Thursday, August 5, 2010

Mitch Miller

I know that this is a few days late, but I thought I would post a memoriam for Mitch Miller.  I had no idea who this guy was years ago, when I purchased this album at a thrift store....



Inside the album were lyrics so that everyone can sing along...this was long before karaoke.  It looked like a fun sing-along album to play during the holidays, which was why I bought it.   Anyway, when I heard that he had passed away on July 31st, I thought I would find out more about this Mitch Miller guy.  He was a musician, singer, conductor, record producer and record company executive.  He served as the head of A&R records back in the 50s and 60s and was responsible for signing important artists such as Patti Page, Frankie Laine, Johnnie Ray, Ray Conniff, Percy Faith, Jimmy Boyd, Jonny Mathis, Tony Bennett and Guy Mitchell.  He also helped direct the careers of Doris Day, Dinah Shore and Jo Stafford.  He is also the one who discovered Aretha Franklin and signed her to her first major recording contract.

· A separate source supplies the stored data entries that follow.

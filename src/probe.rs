//! The ingestion hot path: compute a packet's delay against its recorded
//! timestamp and file the sample, without ever failing the packet itself.

use std::error::Error;
use std::fmt;
use std::sync::Arc;
use std::time::Instant;
#[allow(unused_imports)]
use log::*;

use crate::recorder::TimestampRecorder;
use crate::sample_store::{Sample, SampleStore};

/// Default byte offset of the sequence number in the payload.
pub const DEFAULT_SEQUENCE_OFFSET: usize = 40;
/// Default outlier threshold in milliseconds.
pub const DEFAULT_MAX_DELAY_MS: u64 = 1000;

/// Rejected probe configurations, reported once at build time.
#[derive(Debug, Clone, PartialEq, Eq)]
pub enum ConfigError {
    /// More than one ingestion worker without a fixed capacity: a growing
    /// store cannot take concurrent appends.
    NotThreadSafe,
    ZeroCapacity,
    ZeroSampleRate,
}

impl fmt::Display for ConfigError {
    fn fmt(&self, f: &mut fmt::Formatter<'_>) -> fmt::Result {
        match self {
            ConfigError::NotThreadSafe => {
                write!(f, "probe is only thread safe if a fixed capacity is set")
            }
            ConfigError::ZeroCapacity => write!(f, "fixed capacity must be greater than 0"),
            ConfigError::ZeroSampleRate => write!(f, "sample rate must be greater than 0"),
        }
    }
}

impl Error for ConfigError {}

/// Reads the 64-bit sequence number a numbering element wrote at `offset`.
/// `None` when the payload is too short; the measurement is skipped then.
pub fn read_sequence(payload: &[u8], offset: usize, net_order: bool) -> Option<u64> {
    let bytes = payload.get(offset..offset.checked_add(8)?)?;
    let raw: [u8; 8] = bytes.try_into().ok()?;
    Some(if net_order {
        u64::from_be_bytes(raw)
    } else {
        u64::from_ne_bytes(raw)
    })
}

/// Measures, per packet, the time elapsed since the recorder peer stamped
/// it, and stores the delay for the query surface. Packets always pass
/// through untouched; measurement is a side effect.
pub struct DelayProbe {
    recorder: Arc<dyn TimestampRecorder>,
    store: SampleStore,
    offset: usize,
    net_order: bool,
    max_delay_ms: u64,
    /// Threshold in the configured unit, saturated at build time so the
    /// hot-path comparison never overflows.
    max_delay_units: u64,
    nano: bool,
    sample: u64,
    verbose: bool,
    tc_offset: Option<usize>,
    tc_mask: u8,
}

impl DelayProbe {
    pub fn builder() -> DelayProbeBuilder {
        DelayProbeBuilder::default()
    }

    /// The live sample store; queries run against this.
    pub fn store(&self) -> &SampleStore {
        &self.store
    }

    /// Hot path. Looks up the packet's recorded timestamp, applies the
    /// sampling and outlier filters and appends one `(delay, tag)` sample.
    /// Never blocks in bounded mode and never fails the packet: any missing
    /// precondition just skips the measurement.
    pub fn process(&self, payload: &[u8], now: Instant) {
        let Some(seq) = read_sequence(payload, self.offset, self.net_order) else {
            return;
        };
        let Some(recorded) = self.recorder.lookup(seq) else {
            // normal case: the original stamp was dropped or not yet taken
            return;
        };
        if self.sample != 1 && seq % self.sample != 0 {
            return;
        }

        let diff = now.saturating_duration_since(recorded);
        let units_per_ms: u64 = if self.nano { 1_000_000 } else { 1_000 };
        let delay = if self.nano {
            diff.as_nanos() as u64
        } else {
            diff.as_micros() as u64
        };

        if delay > self.max_delay_units {
            // outliers would poison the percentiles; drop, don't store
            if self.verbose {
                warn!(
                    "Packet {} experienced delay {} ms > {} ms",
                    seq,
                    delay / units_per_ms,
                    self.max_delay_ms
                );
            }
            return;
        }

        let tc = match self.tc_offset {
            Some(off) => payload.get(off).map(|b| b & self.tc_mask).unwrap_or(0),
            None => 0,
        };
        self.store.record(Sample::new(delay, tc));
    }

    /// Convenience wrapper capturing `now` from the steady clock.
    pub fn measure(&self, payload: &[u8]) {
        self.process(payload, Instant::now());
    }
}

/// Builder for [`DelayProbe`]. Defaults mirror the element's classic
/// configuration: offset 40, unbounded store, 1000 ms outlier threshold,
/// microsecond units, every packet sampled, no class tag.
#[derive(Clone, Debug)]
pub struct DelayProbeBuilder {
    offset: usize,
    capacity: Option<usize>,
    max_delay_ms: u64,
    nano: bool,
    sample: u64,
    verbose: bool,
    tc_offset: Option<usize>,
    tc_mask: u8,
}

impl Default for DelayProbeBuilder {
    fn default() -> Self {
        DelayProbeBuilder {
            offset: DEFAULT_SEQUENCE_OFFSET,
            capacity: None,
            max_delay_ms: DEFAULT_MAX_DELAY_MS,
            nano: false,
            sample: 1,
            verbose: false,
            tc_offset: None,
            tc_mask: 0xff,
        }
    }
}

impl DelayProbeBuilder {
    /// Byte offset of the sequence number in the payload.
    pub fn with_offset(&self, offset: usize) -> Self {
        let mut next = self.clone();
        next.offset = offset;
        next
    }

    /// Fixes the store capacity, enabling bounded mode and with it
    /// multi-worker ingestion.
    pub fn with_capacity(&self, capacity: usize) -> Self {
        let mut next = self.clone();
        next.capacity = Some(capacity);
        next
    }

    /// Outlier threshold in milliseconds; larger delays are discarded.
    pub fn with_max_delay_ms(&self, max_delay_ms: u64) -> Self {
        let mut next = self.clone();
        next.max_delay_ms = max_delay_ms;
        next
    }

    /// Record delays in nanoseconds instead of microseconds.
    pub fn with_nanoseconds(&self) -> Self {
        let mut next = self.clone();
        next.nano = true;
        next
    }

    /// Record only sequence numbers that are multiples of `rate`.
    pub fn with_sample_rate(&self, rate: u64) -> Self {
        let mut next = self.clone();
        next.sample = rate;
        next
    }

    /// Log one line per discarded outlier.
    pub fn with_verbose(&self) -> Self {
        let mut next = self.clone();
        next.verbose = true;
        next
    }

    /// Byte offset of the traffic-class tag in the payload.
    pub fn with_tc_offset(&self, offset: usize) -> Self {
        let mut next = self.clone();
        next.tc_offset = Some(offset);
        next
    }

    /// Bitmask applied to the traffic-class byte.
    pub fn with_tc_mask(&self, mask: u8) -> Self {
        let mut next = self.clone();
        next.tc_mask = mask;
        next
    }

    /// Validates the configuration against the number of ingestion workers
    /// that will feed the probe and builds it. The byte order of sequence
    /// numbers comes from the recorder peer.
    pub fn build(
        &self,
        recorder: Arc<dyn TimestampRecorder>,
        workers: usize,
    ) -> Result<DelayProbe, ConfigError> {
        if self.sample == 0 {
            return Err(ConfigError::ZeroSampleRate);
        }
        if self.capacity == Some(0) {
            return Err(ConfigError::ZeroCapacity);
        }
        if self.capacity.is_none() && workers > 1 {
            return Err(ConfigError::NotThreadSafe);
        }

        let store = match self.capacity {
            Some(n) => SampleStore::with_capacity(n),
            None => SampleStore::growable(),
        };
        let net_order = recorder.has_net_order();
        let units_per_ms: u64 = if self.nano { 1_000_000 } else { 1_000 };

        Ok(DelayProbe {
            recorder,
            store,
            offset: self.offset,
            net_order,
            max_delay_ms: self.max_delay_ms,
            max_delay_units: self.max_delay_ms.saturating_mul(units_per_ms),
            nano: self.nano,
            sample: self.sample,
            verbose: self.verbose,
            tc_offset: self.tc_offset,
            tc_mask: self.tc_mask,
        })
    }
}
#![cfg_attr(docsrs, feature(doc_auto_cfg))]
#![forbid(unsafe_code)]

//! The CPU side of volumetric lighting: sizing of the V-buffer, its
//! logarithmic depth distribution, temporal bookkeeping, and the culling and
//! packing of density volumes.
//!
//! The V-buffer is a 3D grid of voxels (froxels) aligned with a view frustum.
//! Density volumes are voxelized into it, and light is then integrated along
//! the view rays through it. Nothing in this crate touches the GPU; see
//! `bevy_volumetric_lighting` for the render-world plugin built on top of it.

pub mod bounds;
pub mod density_volume;
pub mod history;
pub mod jitter;
pub mod phase;
pub mod preset;
pub mod spherical_harmonics;
pub mod units;
pub mod vbuffer;
pub mod view;
pub mod visible_volumes;

pub use bounds::{Frustum, OrientedBoundingBox};
pub use density_volume::{DensityVolumeData, DensityVolumeParameters, MIN_MEAN_FREE_PATH};
pub use history::{HistorySlots, VBufferHistory};
pub use jitter::{jitter_offset, JitterSequence, JITTER_SEQUENCE_LENGTH};
pub use preset::{ParsePresetError, VolumetricLightingPreset};
pub use spherical_harmonics::{SphericalHarmonicsL2, ZonalHarmonicsL2};
pub use vbuffer::{
    compute_resolution_and_scale, VBufferParameters, VBufferResolution, VBUFFER_WORKGROUP_SIZE,
};
pub use visible_volumes::{collect_visible_volumes, VisibleVolumeList, MAX_VISIBLE_VOLUMES};
use std::f32::consts::TAU;

use bevy_math::{Affine3A, EulerRot, Mat4, Quat, Vec3};
use bevy_vbuffer::{
    density_volume::DensityVolumeParameters,
    view::vbuffer_frustum,
    visible_volumes::{collect_visible_volumes, VisibleVolumeList},
};
use criterion::{black_box, criterion_group, criterion_main, BenchmarkId, Criterion};
use rand::{Rng, SeedableRng};
use rand_chacha::ChaCha8Rng;

criterion_group!(benches, collect);
criterion_main!(benches);

fn random_volumes(count: usize) -> Vec<(Affine3A, DensityVolumeParameters)> {
    let mut rng = ChaCha8Rng::seed_from_u64(42);
    (0..count)
        .map(|_| {
            let transform = Affine3A::from_scale_rotation_translation(
                Vec3::new(
                    rng.gen_range(0.5..8.0),
                    rng.gen_range(0.5..8.0),
                    rng.gen_range(0.5..8.0),
                ),
                Quat::from_euler(
                    EulerRot::YXZ,
                    rng.gen_range(0.0..TAU),
                    rng.gen_range(0.0..TAU),
                    0.0,
                ),
                Vec3::new(
                    rng.gen_range(-100.0..100.0),
                    rng.gen_range(-10.0..10.0),
                    rng.gen_range(-100.0..100.0),
                ),
            );
            let parameters = DensityVolumeParameters::new(
                Vec3::splat(rng.gen_range(0.0..1.0)),
                rng.gen_range(1.0..50.0),
                rng.gen_range(-0.5..0.5),
            );
            (transform, parameters)
        })
        .collect()
}

fn collect(c: &mut Criterion) {
    let mut group = c.benchmark_group("collect_visible_volumes");
    group.warm_up_time(std::time::Duration::from_millis(500));
    group.measurement_time(std::time::Duration::from_secs(4));

    let clip_from_view = Mat4::perspective_infinite_reverse_rh(1.0, 16.0 / 9.0, 0.1);
    let frustum = vbuffer_frustum(&clip_from_view, &Affine3A::IDENTITY, 64.0, false);

    for count in [64, 512, 4096] {
        let volumes = random_volumes(count);
        let mut list = VisibleVolumeList::new();
        group.bench_with_input(BenchmarkId::from_parameter(count), &volumes, |b, volumes| {
            b.iter(|| {
                collect_visible_volumes(
                    volumes.iter().copied(),
                    black_box(&frustum),
                    Vec3::ZERO,
                    &mut list,
                );
                black_box(list.len())
            });
        });
    }

    group.finish();
}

He was also known for not pursuing some giant acts of the day such as Elvis Presley and Buddy Holly, because Mitch did not approve of the Rock n' Roll sound.  He preferred promoting gimmicks and had a penchant for novelty songs...which did not sit too well with some people, including Frank Sinatra and Rosemary Clooney.  Music historian Will Friedwald wrote in his book Jazz Singing that "Miller exemplified the worst in American pop.  He first aroused the ire of intelligent listeners by trying to turn — and darn near succeeding in turning — great artists like Sinatra, Clooney, and Tony Bennett into hacks. Miller chose the worst songs and put together the worst backings imaginable — not with the hit-or-miss attitude that bad musicians ... traditionally used, but with insight, forethought, careful planning, and perverted brilliance."[

In the 1960s, Miller became a household name with his 1961–1966 NBC television show Sing Along with Mitch, a community-sing program featuring him and a male chorale.  During the second season of Sing Along with Mitch, Miller himself coined the catchphrase "all smiles." Many people seem to think these were preceded by the instructions to "sing along; just follow the bouncing ball" — a large dot that "bounced" above the words that were superimposed on the screen of the song that Mitch and the chorale were performing. However, the show was sponsored by Ballantine beer and sometimes the Ballantine rings logo would be substituted for the dot. Miller did not use the "bouncing ball", that was a staple of movie theater singalong shorts, most notably from Warner Brothers cartoons. Miller himself stated that in a 2000 interview "there never was a bouncing ball."

Many people credit him as the inventor of what would eventually become the modern day version of Karaoke.  Sing Along with Mitch ran on television from 1961 until it was canceled in 1964, a victim of changing musical tastes. Advertisers were more interested in targeting the youth market, and the show was geared too much toward mature viewers. The show's format remained popular in England, where comedian Max Bygraves hosted his own version, Sing Along with Max.  Sadly, his name has been forgotten over the years, and to be honest, I had never heard of him, until I purchased that Christmas album a few years ago.  So here's to Mitch!  

2 comments:

Debra She Who Seeks said...

He was kind of permanently stuck in the 50s. But he was a big name in his day!

SUZY8-TRACK said...

Sadly, his day was before my time...which is probably why I never heard of him. From what I read about him, he was a powerful force in the music industry though.